Developer(s) – Laughing Jackal
PEGI – 7
Released last year to overwhelmingly positive critical response, Flame Over is a shoot ‘em up Roguelike centering on fire fighting, playing out like a mixture between Baldur’s Gate: Dark Alliance, Luigi’s Mansion, and Rogue Legacy. Expecting a more simple and casual experience, I entered Frame Over with a somewhat lethargic mindset, only to be greeted by a wonderfully hectic and satisfyingly challenging experience that kept me on my toes and thinking on my feet.
Graphics – 7/10
The game’s visuals are somewhat dated, looking like it could easily be run on a PlayStation 2, but due to it being an isometric top-down game, and since the settings and elements appear further away, they also appear in more detail than what they actually are up-close, which was a clever way of making a game that will have been made on a budget look as good as it possibly could have done.
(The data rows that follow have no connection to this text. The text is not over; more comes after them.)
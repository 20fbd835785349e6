//! User-raised dispute lifecycle: moderator review, mandatory escalation
//! for high-severity types, admin resolution, and the escrow release gate.

pub mod domain;
pub mod router;
pub mod service;
pub mod store;

#[cfg(test)]
mod tests;

pub use domain::{
    Dispute, DisputeId, DisputeSeverity, DisputeStatus, DisputeType, DisputeView, JobId,
    Resolution,
};
pub use router::{dispute_router, DisputeRouterState};
pub use service::{DisputeWorkflow, EscrowState, RaiseDisputeRequest};
pub use store::DisputeStore;
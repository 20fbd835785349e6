//! Role registry, permission matrix, and the authorization gate consulted by
//! every protected operation.

pub mod gate;
pub mod identity;
pub mod matrix;
pub mod role;

pub use gate::{AuthorizationGate, Decision, DenyReason};
pub use identity::{ActorId, AuthenticationError, Identity, IdentityResolver};
pub use matrix::{Action, PermissionMatrix, PermissionOutcome, Resource};
pub use role::{Role, UnknownRole};
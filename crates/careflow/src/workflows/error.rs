use axum::http::StatusCode;
use axum::response::{IntoResponse, Response};
use axum::Json;
use serde_json::json;

use crate::access::DenyReason;

use super::dispute::domain::DisputeType;

/// Persistence failures shared by the submission and dispute stores.
#[derive(Debug, thiserror::Error)]
pub enum StoreError {
    #[error("record already exists")]
    Duplicate,
    #[error("record not found")]
    NotFound,
    #[error("stale version")]
    StaleVersion,
    #[error("store unavailable: {0}")]
    Unavailable(String),
}

/// Business-rule failures returned as typed results by every workflow
/// operation. Only infrastructure trouble (`Store` unavailability)
/// represents an unexpected fault.
#[derive(Debug, thiserror::Error)]
pub enum WorkflowError {
    #[error("unauthorized")]
    Unauthenticated,
    /// Role or ownership check failed. The internal reason is audited by
    /// the gate; callers get this uniform message regardless of cause.
    #[error("forbidden")]
    Forbidden(DenyReason),
    #[error("transition not allowed from status '{current}'")]
    InvalidTransition { current: &'static str },
    #[error("missing required field '{field}'")]
    Validation { field: &'static str },
    #[error("disputes of type '{dispute_type}' must be escalated to an admin")]
    EscalationRequired { dispute_type: DisputeType },
    #[error("entity changed concurrently, reload and retry")]
    Conflict,
    #[error("entity is locked by another transition, retry shortly")]
    Busy,
    #[error(transparent)]
    Store(StoreError),
}

impl From<StoreError> for WorkflowError {
    fn from(value: StoreError) -> Self {
        match value {
            StoreError::Duplicate | StoreError::StaleVersion => Self::Conflict,
            other => Self::Store(other),
        }
    }
}

impl IntoResponse for WorkflowError {
    fn into_response(self) -> Response {
        let (status, body) = match &self {
            WorkflowError::Unauthenticated => {
                (StatusCode::UNAUTHORIZED, json!({ "error": self.to_string() }))
            }
            WorkflowError::Forbidden(_) => {
                (StatusCode::FORBIDDEN, json!({ "error": "forbidden" }))
            }
            WorkflowError::InvalidTransition { current } => (
                StatusCode::CONFLICT,
                json!({ "error": self.to_string(), "current_status": current }),
            ),
            WorkflowError::Validation { field } => (
                StatusCode::UNPROCESSABLE_ENTITY,
                json!({ "error": self.to_string(), "field": field }),
            ),
            WorkflowError::EscalationRequired { .. } => (
                StatusCode::UNPROCESSABLE_ENTITY,
                json!({ "error": self.to_string(), "kind": "escalation_required" }),
            ),
            WorkflowError::Conflict => {
                (StatusCode::CONFLICT, json!({ "error": self.to_string() }))
            }
            WorkflowError::Busy => (
                StatusCode::SERVICE_UNAVAILABLE,
                json!({ "error": self.to_string() }),
            ),
            WorkflowError::Store(StoreError::NotFound) => {
                (StatusCode::NOT_FOUND, json!({ "error": "record not found" }))
            }
            WorkflowError::Store(_) => (
                StatusCode::INTERNAL_SERVER_ERROR,
                json!({ "error": self.to_string() }),
            ),
        };

        (status, Json(body)).into_response()
    }
}
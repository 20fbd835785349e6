use std::collections::HashMap;
use std::sync::atomic::{AtomicBool, Ordering};
use std::sync::{Arc, Mutex};
use std::thread;
use std::time::{Duration, Instant};

use super::error::WorkflowError;

const ACQUIRE_BACKOFF: Duration = Duration::from_millis(2);

/// Per-entity serialization locks with a bounded acquisition wait.
///
/// Transitions for one submission or dispute id must not interleave; a
/// caller that cannot take the slot before the deadline gets `Busy` instead
/// of blocking indefinitely.
pub struct EntityLocks {
    slots: Mutex<HashMap<String, Arc<AtomicBool>>>,
    wait: Duration,
}

impl EntityLocks {
    pub fn new(wait: Duration) -> Self {
        Self {
            slots: Mutex::new(HashMap::new()),
            wait,
        }
    }

    /// Acquire the exclusive guard for `key`, waiting at most the
    /// configured bound.
    pub fn acquire(&self, key: &str) -> Result<EntityGuard, WorkflowError> {
        let slot = {
            let mut slots = self.slots.lock().expect("lock registry mutex poisoned");
            slots.entry(key.to_string()).or_default().clone()
        };

        let deadline = Instant::now() + self.wait;
        loop {
            if slot
                .compare_exchange(false, true, Ordering::Acquire, Ordering::Relaxed)
                .is_ok()
            {
                return Ok(EntityGuard { slot });
            }
            if Instant::now() >= deadline {
                return Err(WorkflowError::Busy);
            }
            thread::sleep(ACQUIRE_BACKOFF);
        }
    }
}

impl Default for EntityLocks {
    fn default() -> Self {
        Self::new(Duration::from_millis(250))
    }
}

/// Exclusive hold on one entity id. Released on drop.
pub struct EntityGuard {
    slot: Arc<AtomicBool>,
}

impl Drop for EntityGuard {
    fn drop(&mut self) {
        self.slot.store(false, Ordering::Release);
    }
}
use std::sync::Arc;

use axum::{
    extract::{Path, State},
    http::{HeaderMap, StatusCode},
    response::{IntoResponse, Response},
    routing::{get, post},
    Router,
};
use chrono::Utc;
use serde::Deserialize;

use crate::access::IdentityResolver;
use crate::workflows::identity_from_headers;
use crate::workflows::notify::NotificationPublisher;

use super::domain::DisputeId;
use super::service::{DisputeWorkflow, RaiseDisputeRequest};
use super::store::DisputeStore;

/// Shared state for the dispute endpoints.
pub struct DisputeRouterState<S, N> {
    pub service: Arc<DisputeWorkflow<S, N>>,
    pub resolver: Arc<dyn IdentityResolver>,
}

impl<S, N> Clone for DisputeRouterState<S, N> {
    fn clone(&self) -> Self {
        Self {
            service: self.service.clone(),
            resolver: self.resolver.clone(),
        }
    }
}

#[derive(Debug, Deserialize)]
pub(crate) struct EscalationRequest {
    notes: String,
}

#[derive(Debug, Deserialize)]
pub(crate) struct ResolutionRequest {
    resolution: String,
}

/// Router builder exposing the dispute lifecycle endpoints.
pub fn dispute_router<S, N>(state: DisputeRouterState<S, N>) -> Router
where
    S: DisputeStore + 'static,
    N: NotificationPublisher + 'static,
{
    Router::new()
        .route("/api/v1/disputes", post(raise_handler::<S, N>))
        .route("/api/v1/disputes/:dispute_id", get(status_handler::<S, N>))
        .route(
            "/api/v1/disputes/:dispute_id/assignment",
            post(assign_handler::<S, N>),
        )
        .route(
            "/api/v1/disputes/:dispute_id/escalation",
            post(escalate_handler::<S, N>),
        )
        .route(
            "/api/v1/disputes/:dispute_id/resolution",
            post(resolve_handler::<S, N>),
        )
        .route(
            "/api/v1/disputes/:dispute_id/closure",
            post(close_handler::<S, N>),
        )
        .route(
            "/api/v1/disputes/:dispute_id/escrow",
            get(escrow_handler::<S, N>),
        )
        .with_state(state)
}

pub(crate) async fn raise_handler<S, N>(
    State(state): State<DisputeRouterState<S, N>>,
    headers: HeaderMap,
    axum::Json(request): axum::Json<RaiseDisputeRequest>,
) -> Response
where
    S: DisputeStore + 'static,
    N: NotificationPublisher + 'static,
{
    let actor = match identity_from_headers(state.resolver.as_ref(), &headers) {
        Ok(actor) => actor,
        Err(err) => return err.into_response(),
    };

    match state.service.raise(&actor, request, Utc::now()) {
        Ok(dispute) => (StatusCode::CREATED, axum::Json(dispute.status_view())).into_response(),
        Err(err) => err.into_response(),
    }
}

pub(crate) async fn status_handler<S, N>(
    State(state): State<DisputeRouterState<S, N>>,
    headers: HeaderMap,
    Path(dispute_id): Path<String>,
) -> Response
where
    S: DisputeStore + 'static,
    N: NotificationPublisher + 'static,
{
    let actor = match identity_from_headers(state.resolver.as_ref(), &headers) {
        Ok(actor) => actor,
        Err(err) => return err.into_response(),
    };

    match state.service.get(&DisputeId(dispute_id), &actor) {
        Ok(dispute) => (StatusCode::OK, axum::Json(dispute.status_view())).into_response(),
        Err(err) => err.into_response(),
    }
}

pub(crate) async fn assign_handler<S, N>(
    State(state): State<DisputeRouterState<S, N>>,
    headers: HeaderMap,
    Path(dispute_id): Path<String>,
) -> Response
where
    S: DisputeStore + 'static,
    N: NotificationPublisher + 'static,
{
    let actor = match identity_from_headers(state.resolver.as_ref(), &headers) {
        Ok(actor) => actor,
        Err(err) => return err.into_response(),
    };

    match state
        .service
        .assign(&DisputeId(dispute_id), &actor, Utc::now())
    {
        Ok(dispute) => (StatusCode::OK, axum::Json(dispute.status_view())).into_response(),
        Err(err) => err.into_response(),
    }
}

pub(crate) async fn escalate_handler<S, N>(
    State(state): State<DisputeRouterState<S, N>>,
    headers: HeaderMap,
    Path(dispute_id): Path<String>,
    axum::Json(request): axum::Json<EscalationRequest>,
) -> Response
where
    S: DisputeStore + 'static,
    N: NotificationPublisher + 'static,
{
    let actor = match identity_from_headers(state.resolver.as_ref(), &headers) {
        Ok(actor) => actor,
        Err(err) => return err.into_response(),
    };

    match state
        .service
        .escalate(&DisputeId(dispute_id), &actor, request.notes, Utc::now())
    {
        Ok(dispute) => (StatusCode::OK, axum::Json(dispute.status_view())).into_response(),
        Err(err) => err.into_response(),
    }
}

pub(crate) async fn resolve_handler<S, N>(
    State(state): State<DisputeRouterState<S, N>>,
    headers: HeaderMap,
    Path(dispute_id): Path<String>,
    axum::Json(request): axum::Json<ResolutionRequest>,
) -> Response
where
    S: DisputeStore + 'static,
    N: NotificationPublisher + 'static,
{
    let actor = match identity_from_headers(state.resolver.as_ref(), &headers) {
        Ok(actor) => actor,
        Err(err) => return err.into_response(),
    };

    match state.service.resolve(
        &DisputeId(dispute_id),
        &actor,
        request.resolution,
        Utc::now(),
    ) {
        Ok(dispute) => (StatusCode::OK, axum::Json(dispute.status_view())).into_response(),
        Err(err) => err.into_response(),
    }
}

pub(crate) async fn close_handler<S, N>(
    State(state): State<DisputeRouterState<S, N>>,
    headers: HeaderMap,
    Path(dispute_id): Path<String>,
) -> Response
where
    S: DisputeStore + 'static,
    N: NotificationPublisher + 'static,
{
    let actor = match identity_from_headers(state.resolver.as_ref(), &headers) {
        Ok(actor) => actor,
        Err(err) => return err.into_response(),
    };

    match state
        .service
        .close(&DisputeId(dispute_id), &actor, Utc::now())
    {
        Ok(dispute) => (StatusCode::OK, axum::Json(dispute.status_view())).into_response(),
        Err(err) => err.into_response(),
    }
}

pub(crate) async fn escrow_handler<S, N>(
    State(state): State<DisputeRouterState<S, N>>,
    headers: HeaderMap,
    Path(dispute_id): Path<String>,
) -> Response
where
    S: DisputeStore + 'static,
    N: NotificationPublisher + 'static,
{
    let actor = match identity_from_headers(state.resolver.as_ref(), &headers) {
        Ok(actor) => actor,
        Err(err) => return err.into_response(),
    };

    match state
        .service
        .escrow_state(&DisputeId(dispute_id), &actor, Utc::now())
    {
        Ok(escrow) => (StatusCode::OK, axum::Json(escrow)).into_response(),
        Err(err) => err.into_response(),
    }
}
The conceptual design isn’t too bad either since each of the four different kinds of stages stand out from one another in their own unique ways; some of which provide the basis of how each stage comes with its own set of challenges. To me, however, the game’s soundtrack is the most prominent element of the game’s atmosphere; it’s definitely one of the most stellar soundtracks I’ve heard in an indie game so far.
Gameplay – 8/10
The object of Flame Over is to travel from floor to floor of a business firm called Infernal Industries, and completely extinguish all first on each floor before the time runs out. Additional time and health are made available for rescuing workers and stray cats scattered across the building. Upgrades and additional power-ups are also available to buy and unlock throughout the course of each playthrough to more effectively combat the fire, as well as increase things like speed and water capacity. The best thing about this game, in my opinion, is how challenging it is without it being completely inaccessible which is why it reminds me quite a lot of Rogue Legacy. But as well as it is challenging, it’s also insanely addictive and kept fresh by the fact that each floor is randomly generated, so each playthrough provides a new challenge every time.
Controls – 10/10
The controls in Flame Over are also perfectly simple to get grips with too and will present no unnecessary complications to players. Obstacles to slow players down are actually hidden quite subtly throughout in the form of tables and desks, which would also be very true to life since the more obstruction there is in a building the more difficult it would be for firemen to move around and to evacuate people in the event of a fire. The game’s control scheme is also the main reason why it reminds me of Luigi’s Mansion since both games seem to play out somewhat similarly.
Originality – 9/10
Not only does this game stand out greatly among the indie gaming community, but it also stands out within gaming in general to a phenomenal extent. Though there have been a few games released since the second generation to center around the concept of fire fighting, such as towering Inferno for the Atari 2600 and Real Heroes: Firefighter for the Wii and DS, this game is definitely the most challenging and invigorating of it’s kind that I’ve ever had the enjoyment of playing through.
In summation, Flame Over is one of the best indie titles I’ve played since the indie community began to take greater prominence in the late 2000s. It’s fast-paced, challenging, addictive, and unique; and comes highly from me.